Exercise objective: Line by line, transcribe the listing below without omission.

Material for this exercise:
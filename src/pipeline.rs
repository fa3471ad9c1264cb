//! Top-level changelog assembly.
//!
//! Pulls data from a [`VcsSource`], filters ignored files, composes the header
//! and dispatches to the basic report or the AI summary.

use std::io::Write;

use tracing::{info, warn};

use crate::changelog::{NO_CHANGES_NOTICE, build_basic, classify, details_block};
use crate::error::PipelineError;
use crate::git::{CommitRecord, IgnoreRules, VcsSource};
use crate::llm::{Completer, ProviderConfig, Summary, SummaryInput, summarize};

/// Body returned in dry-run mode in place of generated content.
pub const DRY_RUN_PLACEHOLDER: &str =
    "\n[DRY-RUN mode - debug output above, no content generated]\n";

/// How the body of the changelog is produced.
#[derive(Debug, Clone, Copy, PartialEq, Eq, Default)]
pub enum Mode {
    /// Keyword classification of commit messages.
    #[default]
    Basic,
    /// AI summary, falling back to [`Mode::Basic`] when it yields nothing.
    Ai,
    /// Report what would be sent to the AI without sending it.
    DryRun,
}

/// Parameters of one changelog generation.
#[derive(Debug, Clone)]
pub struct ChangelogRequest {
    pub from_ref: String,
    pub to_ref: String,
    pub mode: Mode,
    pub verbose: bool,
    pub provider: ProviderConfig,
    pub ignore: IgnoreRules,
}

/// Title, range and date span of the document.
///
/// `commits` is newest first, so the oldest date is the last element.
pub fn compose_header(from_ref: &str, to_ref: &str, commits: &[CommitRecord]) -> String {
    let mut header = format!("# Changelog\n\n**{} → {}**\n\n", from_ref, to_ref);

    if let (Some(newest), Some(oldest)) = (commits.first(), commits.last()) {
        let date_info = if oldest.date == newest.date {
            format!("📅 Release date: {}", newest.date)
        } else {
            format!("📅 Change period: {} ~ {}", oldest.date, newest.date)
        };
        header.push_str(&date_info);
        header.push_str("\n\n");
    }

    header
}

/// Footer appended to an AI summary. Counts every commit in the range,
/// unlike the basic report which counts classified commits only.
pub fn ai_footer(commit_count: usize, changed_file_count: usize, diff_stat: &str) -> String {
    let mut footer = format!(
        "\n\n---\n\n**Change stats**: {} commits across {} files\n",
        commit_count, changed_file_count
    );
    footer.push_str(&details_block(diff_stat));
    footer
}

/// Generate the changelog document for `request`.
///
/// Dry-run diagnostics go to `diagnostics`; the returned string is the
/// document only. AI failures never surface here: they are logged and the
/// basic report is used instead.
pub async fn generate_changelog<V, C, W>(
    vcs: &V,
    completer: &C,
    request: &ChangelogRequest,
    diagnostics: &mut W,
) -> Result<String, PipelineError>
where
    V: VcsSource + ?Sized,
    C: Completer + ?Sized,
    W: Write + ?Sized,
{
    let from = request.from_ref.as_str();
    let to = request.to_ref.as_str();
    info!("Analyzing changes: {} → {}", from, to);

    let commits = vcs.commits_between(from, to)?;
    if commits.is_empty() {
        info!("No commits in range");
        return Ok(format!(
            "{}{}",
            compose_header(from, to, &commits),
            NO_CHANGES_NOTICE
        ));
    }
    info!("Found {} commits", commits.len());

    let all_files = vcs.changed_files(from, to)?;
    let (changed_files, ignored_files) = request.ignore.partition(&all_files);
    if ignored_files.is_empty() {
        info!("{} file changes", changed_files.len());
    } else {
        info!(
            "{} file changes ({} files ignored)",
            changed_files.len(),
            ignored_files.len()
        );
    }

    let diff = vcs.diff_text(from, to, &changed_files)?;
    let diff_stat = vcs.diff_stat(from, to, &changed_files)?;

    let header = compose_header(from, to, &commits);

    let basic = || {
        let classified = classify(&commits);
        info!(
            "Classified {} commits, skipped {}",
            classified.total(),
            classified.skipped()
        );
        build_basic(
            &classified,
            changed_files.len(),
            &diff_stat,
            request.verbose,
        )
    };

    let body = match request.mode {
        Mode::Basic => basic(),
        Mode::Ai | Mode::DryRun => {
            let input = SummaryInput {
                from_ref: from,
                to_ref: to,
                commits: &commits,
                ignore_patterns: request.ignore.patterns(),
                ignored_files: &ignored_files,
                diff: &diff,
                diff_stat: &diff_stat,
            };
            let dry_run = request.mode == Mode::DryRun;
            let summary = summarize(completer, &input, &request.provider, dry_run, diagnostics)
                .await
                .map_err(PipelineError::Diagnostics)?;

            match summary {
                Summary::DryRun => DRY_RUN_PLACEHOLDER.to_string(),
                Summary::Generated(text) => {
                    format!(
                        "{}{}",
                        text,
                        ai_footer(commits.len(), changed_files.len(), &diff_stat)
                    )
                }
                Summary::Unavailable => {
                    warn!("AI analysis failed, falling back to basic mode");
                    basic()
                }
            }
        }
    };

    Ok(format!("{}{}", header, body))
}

Task answer:
filename src/pipeline.rs
repository fa3471ad9c1264cb
//! Top-level changelog assembly.
//!
//! Pulls data from a [`VcsSource`], filters ignored files, composes the header
//! and dispatches to the basic report or the AI summary.

use std::io::Write;

use tracing::{info, warn};

use crate::changelog::{NO_CHANGES_NOTICE, build_basic, classify, details_block};
use crate::error::PipelineError;
use crate::git::{CommitRecord, IgnoreRules, VcsSource};
use crate::llm::{Completer, ProviderConfig, Summary, SummaryInput, summarize};

/// Body returned in dry-run mode in place of generated content.
pub const DRY_RUN_PLACEHOLDER: &str =
    "\n[DRY-RUN mode - debug output above, no content generated]\n";

/// How the body of the changelog is produced.
#[derive(Debug, Clone, Copy, PartialEq, Eq, Default)]
pub enum Mode {
    /// Keyword classification of commit messages.
    #[default]
    Basic,
    /// AI summary, falling back to [`Mode::Basic`] when it yields nothing.
    Ai,
    /// Report what would be sent to the AI without sending it.
    DryRun,
}

/// Parameters of one changelog generation.
#[derive(Debug, Clone)]
pub struct ChangelogRequest {
    pub from_ref: String,
    pub to_ref: String,
    pub mode: Mode,
    pub verbose: bool,
    pub provider: ProviderConfig,
    pub ignore: IgnoreRules,
}

/// Title, range and date span of the document.
///
/// `commits` is newest first, so the oldest date is the last element.
pub fn compose_header(from_ref: &str, to_ref: &str, commits: &[CommitRecord]) -> String {
    let mut header = format!("# Changelog\n\n**{} → {}**\n\n", from_ref, to_ref);

    if let (Some(newest), Some(oldest)) = (commits.first(), commits.last()) {
        let date_info = if oldest.date == newest.date {
            format!("📅 Release date: {}", newest.date)
        } else {
            format!("📅 Change period: {} ~ {}", oldest.date, newest.date)
        };
        header.push_str(&date_info);
        header.push_str("\n\n");
    }

    header
}

/// Footer appended to an AI summary. Counts every commit in the range,
/// unlike the basic report which counts classified commits only.
pub fn ai_footer(commit_count: usize, changed_file_count: usize, diff_stat: &str) -> String {
    let mut footer = format!(
        "\n\n---\n\n**Change stats**: {} commits across {} files\n",
        commit_count, changed_file_count
    );
    footer.push_str(&details_block(diff_stat));
    footer
}

/// Generate the changelog document for `request`.
///
/// Dry-run diagnostics go to `diagnostics`; the returned string is the
/// document only. AI failures never surface here: they are logged and the
/// basic report is used instead.
pub async fn generate_changelog<V, C, W>(
    vcs: &V,
    completer: &C,
    request: &ChangelogRequest,
    diagnostics: &mut W,
) -> Result<String, PipelineError>
where
    V: VcsSource + ?Sized,
    C: Completer + ?Sized,
    W: Write + ?Sized,
{
    let from = request.from_ref.as_str();
    let to = request.to_ref.as_str();
    info!("Analyzing changes: {} → {}", from, to);

    let commits = vcs.commits_between(from, to)?;
    if commits.is_empty() {
        info!("No commits in range");
        return Ok(format!(
            "{}{}",
            compose_header(from, to, &commits),
            NO_CHANGES_NOTICE
        ));
    }
    info!("Found {} commits", commits.len());

    let all_files = vcs.changed_files(from, to)?;
    let (changed_files, ignored_files) = request.ignore.partition(&all_files);
    if ignored_files.is_empty() {
        info!("{} file changes", changed_files.len());
    } else {
        info!(
            "{} file changes ({} files ignored)",
            changed_files.len(),
            ignored_files.len()
        );
    }

    let diff = vcs.diff_text(from, to, &changed_files)?;
    let diff_stat = vcs.diff_stat(from, to, &changed_files)?;

    let header = compose_header(from, to, &commits);

    let basic = || {
        let classified = classify(&commits);
        info!(
            "Classified {} commits, skipped {}",
            classified.total(),
            classified.skipped()
        );
        build_basic(
            &classified,
            changed_files.len(),
            &diff_stat,
            request.verbose,
        )
    };

    let body = match request.mode {
        Mode::Basic => basic(),
        Mode::Ai | Mode::DryRun => {
            let input = SummaryInput {
                from_ref: from,
                to_ref: to,
                commits: &commits,
                ignore_patterns: request.ignore.patterns(),
                ignored_files: &ignored_files,
                diff: &diff,
                diff_stat: &diff_stat,
            };
            let dry_run = request.mode == Mode::DryRun;
            let summary = summarize(completer, &input, &request.provider, dry_run, diagnostics)
                .await
                .map_err(PipelineError::Diagnostics)?;

            match summary {
                Summary::DryRun => DRY_RUN_PLACEHOLDER.to_string(),
                Summary::Generated(text) => {
                    format!(
                        "{}{}",
                        text,
                        ai_footer(commits.len(), changed_files.len(), &diff_stat)
                    )
                }
                Summary::Unavailable => {
                    warn!("AI analysis failed, falling back to basic mode");
                    basic()
                }
            }
        }
    };

    Ok(format!("{}{}", header, body))
}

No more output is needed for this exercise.